筋弛緩法
筋弛緩法は、昔からよく用いられるリラクセーションのテクニックですが、リラックス(弛緩)させる前に、一度、体をギュッと意図的に力を入れるところから始まります。

GW002_L例えば、肩の筋弛緩法を行う場合、一度、肩を思いっきり上げて、すぼませ、それを数秒維持した後に、一気に解放して力を抜き、肩を落とすのです。

そして、大事なポイントは、その力を抜いて、解放したときに、肩の脱力感にしばらく意識を向け続けることです。血の巡りや、気の巡りがよくなっていく感覚に意識を向けるのです。

本番前に肩の力を抜くためのテクニックという意味では、短時間で簡単にできるので、スポーツや演奏だけでなく、プレゼンなどにも十分に使えるものです。
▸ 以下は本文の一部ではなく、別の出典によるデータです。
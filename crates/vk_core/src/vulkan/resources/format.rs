//! Texel sizes and cached format properties

use ash::vk;
use std::cell::RefCell;
use std::collections::HashMap;

use crate::vulkan::initialization::DeviceAccess;

/// Size of one texel in bytes, or `None` for compressed, planar and unknown formats
pub fn bytes_per_pixel(format: vk::Format) -> Option<u32> {
    let size = match format {
        vk::Format::R8_UNORM | vk::Format::R8_SNORM | vk::Format::R8_UINT | vk::Format::R8_SINT
        | vk::Format::R8_SRGB | vk::Format::S8_UINT => 1,

        vk::Format::R8G8_UNORM | vk::Format::R8G8_SNORM | vk::Format::R8G8_UINT | vk::Format::R8G8_SINT
        | vk::Format::R8G8_SRGB | vk::Format::R16_UNORM | vk::Format::R16_SNORM | vk::Format::R16_UINT
        | vk::Format::R16_SINT | vk::Format::R16_SFLOAT | vk::Format::D16_UNORM
        | vk::Format::R5G6B5_UNORM_PACK16 | vk::Format::B5G6R5_UNORM_PACK16
        | vk::Format::R4G4B4A4_UNORM_PACK16 | vk::Format::B4G4R4A4_UNORM_PACK16
        | vk::Format::R5G5B5A1_UNORM_PACK16 | vk::Format::A1R5G5B5_UNORM_PACK16 => 2,

        vk::Format::R8G8B8_UNORM | vk::Format::R8G8B8_SRGB | vk::Format::B8G8R8_UNORM
        | vk::Format::B8G8R8_SRGB | vk::Format::D16_UNORM_S8_UINT => 3,

        vk::Format::R8G8B8A8_UNORM | vk::Format::R8G8B8A8_SNORM | vk::Format::R8G8B8A8_UINT
        | vk::Format::R8G8B8A8_SINT | vk::Format::R8G8B8A8_SRGB | vk::Format::B8G8R8A8_UNORM
        | vk::Format::B8G8R8A8_SRGB | vk::Format::A8B8G8R8_UNORM_PACK32
        | vk::Format::A2R10G10B10_UNORM_PACK32 | vk::Format::A2B10G10R10_UNORM_PACK32
        | vk::Format::B10G11R11_UFLOAT_PACK32 | vk::Format::E5B9G9R9_UFLOAT_PACK32
        | vk::Format::R16G16_UNORM | vk::Format::R16G16_SFLOAT | vk::Format::R16G16_UINT
        | vk::Format::R16G16_SINT | vk::Format::R32_UINT | vk::Format::R32_SINT
        | vk::Format::R32_SFLOAT | vk::Format::D32_SFLOAT | vk::Format::D24_UNORM_S8_UINT
        | vk::Format::X8_D24_UNORM_PACK32 => 4,

        vk::Format::D32_SFLOAT_S8_UINT => 5,

        vk::Format::R16G16B16_UNORM | vk::Format::R16G16B16_SFLOAT => 6,

        vk::Format::R16G16B16A16_UNORM | vk::Format::R16G16B16A16_SNORM | vk::Format::R16G16B16A16_UINT
        | vk::Format::R16G16B16A16_SINT | vk::Format::R16G16B16A16_SFLOAT | vk::Format::R32G32_UINT
        | vk::Format::R32G32_SINT | vk::Format::R32G32_SFLOAT => 8,

        vk::Format::R32G32B32_UINT | vk::Format::R32G32B32_SINT | vk::Format::R32G32B32_SFLOAT => 12,

        vk::Format::R32G32B32A32_UINT | vk::Format::R32G32B32A32_SINT | vk::Format::R32G32B32A32_SFLOAT => 16,

        _ => return None,
    };
    Some(size)
}

/// Tightly packed byte size of a 2D image in `format`
pub fn image_data_size(format: vk::Format, extent: vk::Extent2D) -> Option<vk::DeviceSize> {
    bytes_per_pixel(format).map(|texel| {
        vk::DeviceSize::from(texel) * vk::DeviceSize::from(extent.width) * vk::DeviceSize::from(extent.height)
    })
}

/// Per-format properties of one physical device, queried on first use
pub struct FormatTable {
    access: DeviceAccess,
    cache: RefCell<HashMap<vk::Format, vk::FormatProperties>>,
}

impl FormatTable {
    /// Create an empty table for the device behind `access`
    pub fn new(access: &DeviceAccess) -> Self {
        Self {
            access: access.clone(),
            cache: RefCell::new(HashMap::new()),
        }
    }

    /// Properties of `format`
    pub fn properties(&self, format: vk::Format) -> vk::FormatProperties {
        *self.cache.borrow_mut().entry(format).or_insert_with(|| unsafe {
            self.access
                .instance()
                .get_physical_device_format_properties(self.access.capabilities().physical_device, format)
        })
    }

    /// Whether linear tiling of `format` supports every feature in `features`
    pub fn supports_linear(&self, format: vk::Format, features: vk::FormatFeatureFlags) -> bool {
        self.properties(format).linear_tiling_features.contains(features)
    }

    /// Whether optimal tiling of `format` supports every feature in `features`
    pub fn supports_optimal(&self, format: vk::Format, features: vk::FormatFeatureFlags) -> bool {
        self.properties(format).optimal_tiling_features.contains(features)
    }
}

#[cfg(test)]
mod tests {
    use super::*;

    #[test]
    fn test_common_texel_sizes() {
        assert_eq!(bytes_per_pixel(vk::Format::R8_UNORM), Some(1));
        assert_eq!(bytes_per_pixel(vk::Format::R16_SFLOAT), Some(2));
        assert_eq!(bytes_per_pixel(vk::Format::R8G8B8_SRGB), Some(3));
        assert_eq!(bytes_per_pixel(vk::Format::R8G8B8A8_UNORM), Some(4));
        assert_eq!(bytes_per_pixel(vk::Format::B8G8R8A8_UNORM), Some(4));
        assert_eq!(bytes_per_pixel(vk::Format::R16G16B16A16_SFLOAT), Some(8));
        assert_eq!(bytes_per_pixel(vk::Format::R32G32B32A32_SFLOAT), Some(16));
    }

    #[test]
    fn test_compressed_formats_have_no_texel_size() {
        assert_eq!(bytes_per_pixel(vk::Format::BC1_RGB_UNORM_BLOCK), None);
        assert_eq!(bytes_per_pixel(vk::Format::UNDEFINED), None);
    }

    #[test]
    fn test_image_data_size() {
        let extent = vk::Extent2D { width: 4, height: 4 };
        assert_eq!(image_data_size(vk::Format::R8G8B8A8_UNORM, extent), Some(64));
        assert_eq!(image_data_size(vk::Format::R32G32B32A32_SFLOAT, extent), Some(256));
        assert_eq!(image_data_size(vk::Format::BC7_UNORM_BLOCK, extent), None);
    }
}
私の考えでは、筋弛緩法で効果が期待できる人の条件は、下記のとおりです。


  • あがり症は軽度であり、日常生活までに支障は出ていない
  • 普段から、肩こり、腰痛、首痛がある

<メリット>

  • 練習やトレーニングなしでも、誰でも短時間でできる
  • 即効的な効果がある

<デメリット>

  • ひどい緊張の緩和には、効果は限定的

筋弛緩法は、いわゆる行動療法に分類されるものです。

行動療法は、何か行動を起こすことで、ネガティブなものへの意識集中を分散させるテクニックですが、呼吸法や筋弛緩法などは、ダイレクトに、神経系を弛緩できるので、私は好んで使っていますし、短時間でできる、やれば必ずなんらかの効果が期待できるものなので、本番直前に、やらない手はありません。

しかし、その場でできることという意味では、深呼吸と同じレベルのものであり、ひどい緊張を緩和・克服できるものではないので、引き出しのひとつに入れておくべきものでしょう。

あがり症の克服に、筋弛緩法を単体で使うというよりも、その他のテクニックと合わせて使うものと考えた方が良いでしょう。